YOUR ASSIGNMENT: Copy each line below that contains "crate".

MATERIAL TO PROCESS:

//! Logging infrastructure using tracing + tracing-subscriber
//!
//! Features:
//! - Compact console output that names the worker thread of each event
//! - File logging with rotation
//! - JSON format option
//! - Per-module log levels via RUST_LOG

use std::fs;
use std::path::Path;

use tracing::Level;
use tracing_appender::non_blocking::WorkerGuard;
use tracing_appender::rolling::{RollingFileAppender, Rotation};
use tracing_subscriber::filter::Directive;
use tracing_subscriber::layer::SubscriberExt;
use tracing_subscriber::util::SubscriberInitExt;
use tracing_subscriber::{fmt, EnvFilter, Layer};

use crate::config::LoggingSettings;
use crate::error::{Error, Result};

/// Guards that must be held for the lifetime of the application
/// to ensure logs are flushed properly
pub struct LogGuards {
    _file_guard: Option<WorkerGuard>,
}

/// Initialize the logging system
///
/// Returns guards that must be kept alive for the duration of the program.
/// When dropped, these guards will flush any remaining log entries.
pub fn init_logging(settings: &LoggingSettings, verbose: u8, quiet: bool) -> Result<LogGuards> {
    let level = determine_level(settings, verbose, quiet);
    let env_filter = build_env_filter(level)?;
    let console_layer = build_console_layer(settings.json_format);

    let (file_layer, file_guard) = match settings.file {
        Some(ref log_file) => {
            let (layer, guard) = build_file_layer(
                log_file,
                settings.max_file_size_mb,
                settings.max_files,
                settings.json_format,
            )?;
            (Some(layer), Some(guard))
        }
        None => (None, None),
    };

    tracing_subscriber::registry()
        .with(env_filter)
        .with(console_layer)
        .with(file_layer)
        .try_init()
        .map_err(|e| Error::Config(format!("Failed to initialize logging: {}", e)))?;

    tracing::debug!(
        level = %level,
        file = ?settings.file,
        json = settings.json_format,
        "Logging initialized"
    );

    Ok(LogGuards {
        _file_guard: file_guard,
    })
}

/// Determine the effective log level based on settings and CLI flags
fn determine_level(settings: &LoggingSettings, verbose: u8, quiet: bool) -> Level {
    if quiet {
        return Level::ERROR;
    }

    match verbose {
        0 => parse_level(&settings.level),
        1 => Level::DEBUG,
        _ => Level::TRACE,
    }
}

/// Parse a log level string
fn parse_level(level_str: &str) -> Level {
    match level_str.to_lowercase().as_str() {
        "trace" => Level::TRACE,
        "debug" => Level::DEBUG,
        "info" => Level::INFO,
        "warn" | "warning" => Level::WARN,
        "error" => Level::ERROR,
        _ => Level::INFO,
    }
}

/// Build the environment filter with support for RUST_LOG
fn build_env_filter(level: Level) -> Result<EnvFilter> {
    let directive = |s: String| -> Result<Directive> {
        s.parse()
            .map_err(|e| Error::Config(format!("Invalid log directive '{}': {}", s, e)))
    };

    // RUST_LOG wins for other crates; our own crate always follows the CLI level
    let filter = EnvFilter::try_from_default_env()
        .unwrap_or_else(|_| EnvFilter::new(level.to_string().to_lowercase()))
        .add_directive(directive(format!("simexec={}", level))?)
        .add_directive(directive("tokio=warn".to_string())?);

    Ok(filter)
}

/// Build the console output layer
fn build_console_layer<S>(json_format: bool) -> Box<dyn Layer<S> + Send + Sync>
where
    S: tracing::Subscriber + for<'a> tracing_subscriber::registry::LookupSpan<'a>,
{
    if json_format {
        Box::new(
            fmt::layer()
                .json()
                .with_writer(std::io::stderr)
                .with_target(true)
                .with_thread_names(true),
        )
    } else {
        Box::new(
            fmt::layer()
                .with_writer(std::io::stderr)
                .with_target(false)
                .with_thread_names(true)
                .with_ansi(true)
                .compact(),
        )
    }
}

/// Build the file logging layer with rotation
fn build_file_layer<S>(
    log_file: &str,
    max_size_mb: u64,
    max_files: u32,
    json_format: bool,
) -> Result<(Box<dyn Layer<S> + Send + Sync>, WorkerGuard)>
where
    S: tracing::Subscriber + for<'a> tracing_subscriber::registry::LookupSpan<'a>,
{
    let path = Path::new(log_file);

    if let Some(parent) = path.parent() {
        fs::create_dir_all(parent).map_err(|source| Error::IoWrite {
            path: parent.to_path_buf(),
            source,
        })?;
    }

    let directory = path.parent().unwrap_or(Path::new("."));
    let file_name = path
        .file_name()
        .and_then(|n| n.to_str())
        .unwrap_or("simexec.log");

    // tracing-appender rotates by time only; small size limits rotate hourly
    let rotation = if max_size_mb > 0 && max_size_mb < 10 {
        Rotation::HOURLY
    } else {
        Rotation::DAILY
    };

    let file_appender = RollingFileAppender::builder()
        .rotation(rotation)
        .filename_prefix(file_name)
        .filename_suffix("log")
        .max_log_files(max_files as usize)
        .build(directory)
        .map_err(|e| Error::Config(format!("Failed to create log file appender: {}", e)))?;

    let (non_blocking, guard) = tracing_appender::non_blocking(file_appender);

    let layer: Box<dyn Layer<S> + Send + Sync> = if json_format {
        Box::new(
            fmt::layer()
                .json()
                .with_writer(non_blocking)
                .with_target(true)
                .with_thread_names(true)
                .with_ansi(false),
        )
    } else {
        Box::new(
            fmt::layer()
                .with_writer(non_blocking)
                .with_target(true)
                .with_thread_names(true)
                .with_ansi(false),
        )
    };

    Ok((layer, guard))
}

/// Simple logging initialization for tests or one-shot commands
pub fn init_simple(level: Level) -> Result<()> {
    let filter = EnvFilter::from_default_env().add_directive(level.into());

    tracing_subscriber::registry()
        .with(filter)
        .with(fmt::layer().with_writer(std::io::stderr).compact())
        .try_init()
        .map_err(|e| Error::Config(format!("Failed to initialize logging: {}", e)))?;

    Ok(())
}

#[cfg(test)]
mod tests {
    use super::*;
    use tempfile::TempDir;

    #[test]
    fn test_parse_level() {
        assert_eq!(parse_level("TRACE"), Level::TRACE);
        assert_eq!(parse_level("debug"), Level::DEBUG);
        assert_eq!(parse_level("warning"), Level::WARN);
        assert_eq!(parse_level("error"), Level::ERROR);
        assert_eq!(parse_level("invalid"), Level::INFO);
    }

    #[test]
    fn test_determine_level_flags() {
        let settings = LoggingSettings::default();
        assert_eq!(determine_level(&settings, 0, true), Level::ERROR);
        assert_eq!(determine_level(&settings, 0, false), Level::INFO);
        assert_eq!(determine_level(&settings, 1, false), Level::DEBUG);
        assert_eq!(determine_level(&settings, 3, false), Level::TRACE);
    }

    #[test]
    fn test_determine_level_from_settings() {
        let settings = LoggingSettings {
            level: "warn".to_string(),
            ..Default::default()
        };
        assert_eq!(determine_level(&settings, 0, false), Level::WARN);
    }

    #[test]
    fn test_build_env_filter() {
        assert!(build_env_filter(Level::DEBUG).is_ok());
    }

    #[test]
    fn test_file_layer_creates_directory() {
        let temp_dir = TempDir::new().unwrap();
        let log_path = temp_dir.path().join("logs").join("simexec.log");

        let result = build_file_layer::<tracing_subscriber::Registry>(
            &log_path.to_string_lossy(),
            100,
            3,
            false,
        );

        assert!(result.is_ok());
        assert!(temp_dir.path().join("logs").exists());
    }
}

WRITTEN RESPONSE:
use crate::config::LoggingSettings;
use crate::error::{Error, Result};
    // RUST_LOG wins for other crates; our own crate always follows the CLI level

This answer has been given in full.